Velocity indicates the speed at which the data are generated and analyzed. With the development of digital devices such as sensors and smartphones, an extraordinary amount of data is created which requires real-time analytics. Data generated through sensors are collected and analyzed in real time [32]. Retailers such as Amazon are also generating data at very high speeds. For example, Wal-mart processes approximately 1 million transactions per hour [33]. Data generated through mobile phones help to produce personalized offers for customers. Another example of the velocity of data is the data generated by traffic sensors. These sensors gather and transfer information in real time, because the data collected by these sensors are useful only if they give information to the driver before she/he reaches the congested area. Hence, data analysis needs to be done at an equally fast speed because data have time value; i.e., after a specific time, the data will no longer be useful.

3.1.4 Value

This is the most important characteristic of Big Data. It refers to the exploration of data to discover hidden patterns and values of large datasets of different types by using different techniques [21]. Very valuable data can be acquired by analyzing a huge amount of Big Data. It also has the potential to provide cost-beneficial criteria. For example, sensors in the IoT system of a smart traffic management system send huge amounts of data to a central control system, where the data are processed and analyzed. Data have value only if they can assist in predicting the future and current traffic conditions of traffic lights.

3.1.5 Veracity

Veracity refers to the accuracy, reliability, and truthfulness of data, which means that the data are noise-free and nonredundant and can therefore be confidently used for decision-making and for future predictions [34]. Achieving veracity of data is very difficult because data are produced by different sources.

3.2 Big Data Analytics

Big Data has demonstrated its great potential to transform decision-making in the business realm. Efficient and effective processes are needed to turn the high volume of rapidly generated and diverse data into significant information that can inform decision-making. Big Data analytics are the techniques used to procure and analyze an intelligence acquired from Big Data. There are four types of analytics which are presented here.

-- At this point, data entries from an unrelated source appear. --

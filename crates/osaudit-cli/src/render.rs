//! Human-readable and JSON rendering of an [`AuditReport`].

use std::io::{self, Write};

use osaudit_core::{AuditReport, CheckId, ResultRecord};

/// Process exit codes.
pub const EXIT_OK: u8 = 0;
pub const EXIT_FAILURES: u8 = 1;
pub const EXIT_ERRORS: u8 = 2;
pub const EXIT_INFRA: u8 = 3;

pub fn exit_code(report: &AuditReport) -> u8 {
    if report.summary.has_failures() {
        EXIT_FAILURES
    } else if report.summary.has_errors() {
        EXIT_ERRORS
    } else {
        EXIT_OK
    }
}

enum Row<'a> {
    Banner(&'a CheckId, &'a str),
    Check(&'a ResultRecord),
}

impl Row<'_> {
    fn id(&self) -> &CheckId {
        match self {
            Row::Banner(id, _) => *id,
            Row::Check(record) => &record.id,
        }
    }
}

/// Banners and records interleaved in id order.
fn rows(report: &AuditReport) -> Vec<Row<'_>> {
    let mut rows: Vec<Row<'_>> = report
        .sections
        .iter()
        .map(|s| Row::Banner(&s.id, s.title.as_str()))
        .chain(report.records.iter().map(Row::Check))
        .collect();
    // Banners sort before a check with the same id.
    rows.sort_by(|a, b| {
        a.id()
            .cmp(b.id())
            .then_with(|| matches!(b, Row::Banner(..)).cmp(&matches!(a, Row::Banner(..))))
    });
    rows
}

pub fn render_text(report: &AuditReport, out: &mut impl Write) -> io::Result<()> {
    writeln!(out, "{}", report.benchmark)?;
    writeln!(
        out,
        "run {}  started {}",
        report.run_id,
        report.started_at.format("%Y-%m-%d %H:%M:%S UTC")
    )?;

    for row in rows(report) {
        match row {
            Row::Banner(id, title) => {
                if id.depth() == 1 {
                    writeln!(out)?;
                }
                writeln!(out, "{}{id} {title}", "  ".repeat(id.depth() - 1))?;
            }
            Row::Check(record) => {
                writeln!(
                    out,
                    "[{:<5}] {} {} (Level {}, {})",
                    record.status_label(),
                    record.id,
                    record.description,
                    record.level,
                    record.scoring_class,
                )?;
                if record.status_label() != "PASS" {
                    if let Some(detail) = &record.detail {
                        writeln!(out, "        {detail}")?;
                    }
                }
            }
        }
    }

    let s = &report.summary;
    writeln!(out)?;
    writeln!(
        out,
        "Total: {}  Passed: {}  Failed: {}  Errors: {}  Skipped: {}  Pass rate: {:.1}%  Elapsed: {:.2}s",
        s.total,
        s.passed,
        s.failed,
        s.errored,
        s.skipped,
        s.pass_rate * 100.0,
        s.elapsed_ms as f64 / 1000.0,
    )
}

pub fn render_json(report: &AuditReport, out: &mut impl Write) -> anyhow::Result<()> {
    writeln!(out, "{}", report.to_json_pretty()?)?;
    Ok(())
}

#[cfg(test)]
mod tests {
    use super::*;
    use chrono::Utc;
    use osaudit_core::{CheckSpec, Finding, Level, ReportSummary, ScoringClass, Section};

    fn spec(id: &str, title: &str) -> CheckSpec {
        CheckSpec::new(CheckId::parse(id).unwrap(), Level::One, ScoringClass::Scored, title)
    }

    fn records() -> Vec<ResultRecord> {
        vec![
            ResultRecord::from_finding(&spec("1.1.1", "cramfs disabled"), Finding::pass(), 1),
            ResultRecord::from_finding(
                &spec("1.1.2", "udf disabled"),
                Finding::fail("udf is currently loaded"),
                1,
            ),
        ]
    }

    fn report(records: Vec<ResultRecord>) -> AuditReport {
        let now = Utc::now();
        AuditReport {
            run_id: "run-1".into(),
            benchmark: "Test Benchmark".into(),
            started_at: now,
            finished_at: now,
            sections: vec![
                Section {
                    id: CheckId::parse("1").unwrap(),
                    title: "Initial Setup".into(),
                },
                Section {
                    id: CheckId::parse("1.1").unwrap(),
                    title: "Filesystem".into(),
                },
            ],
            summary: ReportSummary::from_records(&records, 1500),
            records,
        }
    }

    #[test]
    fn test_text_rendering_interleaves_banners() {
        let report = report(records());
        let mut buf = Vec::new();
        render_text(&report, &mut buf).unwrap();
        let text = String::from_utf8(buf).unwrap();

        let banner = text.find("1 Initial Setup").unwrap();
        let sub = text.find("  1.1 Filesystem").unwrap();
        let pass = text.find("[PASS ] 1.1.1 cramfs disabled").unwrap();
        let fail = text.find("[FAIL ] 1.1.2 udf disabled").unwrap();
        assert!(banner < sub && sub < pass && pass < fail);
        assert!(text.contains("udf is currently loaded"));
        assert!(text.contains("Total: 2  Passed: 1  Failed: 1  Errors: 0  Skipped: 0"));
        assert!(text.contains("Elapsed: 1.50s"));
    }

    #[test]
    fn test_exit_codes() {
        assert_eq!(exit_code(&report(records())), EXIT_FAILURES);
        assert_eq!(exit_code(&report(vec![])), EXIT_OK);
    }

    #[test]
    fn test_json_rendering() {
        let mut buf = Vec::new();
        render_json(&report(records()), &mut buf).unwrap();
        let value: serde_json::Value = serde_json::from_slice(&buf).unwrap();
        assert_eq!(value["records"][1]["outcome"], "fail");
        assert_eq!(value["summary"]["failed"], 1);
    }
}
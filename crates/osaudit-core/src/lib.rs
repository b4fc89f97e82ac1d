//! osaudit Core Library
//!
//! The check orchestration engine: identifier filtering, bounded concurrent
//! scheduling with failure isolation, live progress counters and result
//! aggregation. Concrete checks live in `osaudit-checks`.

pub mod aggregator;
pub mod config;
pub mod domain;
pub mod engine;
pub mod filter;
pub mod obs;
pub mod progress;
pub mod registry;
pub mod report;
pub mod scheduler;
pub mod telemetry;

pub use aggregator::{sort_records, ResultAggregator};
pub use config::AuditConfig;
pub use domain::{
    AuditError, CheckError, CheckId, CheckSpec, ExecutionMode, Finding, Level, Outcome,
    RequestedLevel, Result, ResultRecord, RunRequest, ScoringClass,
};
pub use engine::run_benchmark;
pub use filter::IdFilter;
pub use obs::{
    emit_check_errored, emit_check_filtered, emit_check_finished, emit_check_started,
    emit_run_finished, emit_run_started, run_span,
};
pub use progress::{ProgressSnapshot, ProgressTracker, RunPhase, StartToken};
pub use registry::{Benchmark, Check, Section};
pub use report::{AuditReport, ReportSummary};
pub use scheduler::{DrainedRun, Scheduler, Submission};
pub use telemetry::{init_tracing, level_for};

3.2.1 Descriptive Analytics

Descriptive analytics are used to diagnose what has happened or is happening [35]. These analytics are applied to categorize, classify, and consolidate massive amounts of historical data in order to understand what the data imply. They include the presentation of raw data in summarized or query form to manage otherwise elusive information. This sort of analysis is mainly concerned with processing the very diverse collected data by monitoring data from device sensors and databases to detect patterns and trends in such data [35]. Descriptive analytics can produce data visualization in the form of tables, drawings, maps, interactive dashboards, charts (fever, pie, bar, etc.), etc. to summarize and report the trends.

3.2.2 Diagnostic Analytics

Diagnostic analytics are applied in order to determine why a phenomenon is occurring or has occurred and to analyze the factors leading to this occurrence which may include the inputs and operational policies [27]. Diagnostic analytics can benefit from sensitivity analysis using a simulation model of the system that mimics the current operation.

3.2.3 Predictive Analytics

Predictive analytics harnesses sophisticated machine learning and data mining techniques to examine the historical data in an effort to predict the upcoming future. Predictive analytics is capable to detect hidden patterns from data in large scale and cluster these data into segments which share common characteristics. Predictive analytics are used to estimate efficiency based on planned inputs. They can be applied to all domains ranging from weather forecasting and market volatility predictions to predictions of customers’ next moves based on their spending and even on what they tweet [27]. It also has applications in other domains such as healthcare, education, marketing, supply chain logistics, etc. In essence, predictive analytics explore and interpret patterns in order to find relationships among the data. Predictive analytics use simulation models to predict a future occurrence using a set of inputs and “what-if” scenarios.

3.2.4 Prescriptive Analytics

Prescriptive analytics are concerned with how we can make it happen and what the consequences will be [28]. Prescriptive analytics are used to identify the policies and inputs that will lead to a desired outcome and may include identifying changes in input parameters and policies that will reduce the cycle time and increase throughput in order to reach the desired levels. Prescriptive analytics are intended to provide the optimal solution(s) to an existing problem through the use of optimization and simulation techniques. This significantly helps decision-makers to select the best option.

4 Management Challenges of Internet of Things Big Data

In this section, we discuss the challenges of managing IoT data, including data and process challenges.

4.1 Data Challenges

Challenges associated with Big Data characteristics are discussed below.

4.1.1 Massive Amount of Data Collected

According to [6], the main problem is related to the huge amount of information which is collected through RFID. IoT systems may have millions of devices. Every object in the IoT generates information about itself. This generated information must be gathered and amounts to a massive quantity of data, producing problems of transmission, storage, and processing.

The transmission issue relates to the necessity of transferring all the gathered information in real time, which is very difficult because the bandwidth which is required to transfer that information might not be available at that time. Another problem is related to the storage of information because a large amount of space is required for storage and backup. The last issue is the processing problem. In order to determine the actions that must be taken, the information about things must be handled by web applications, and information must be handled in real time [36].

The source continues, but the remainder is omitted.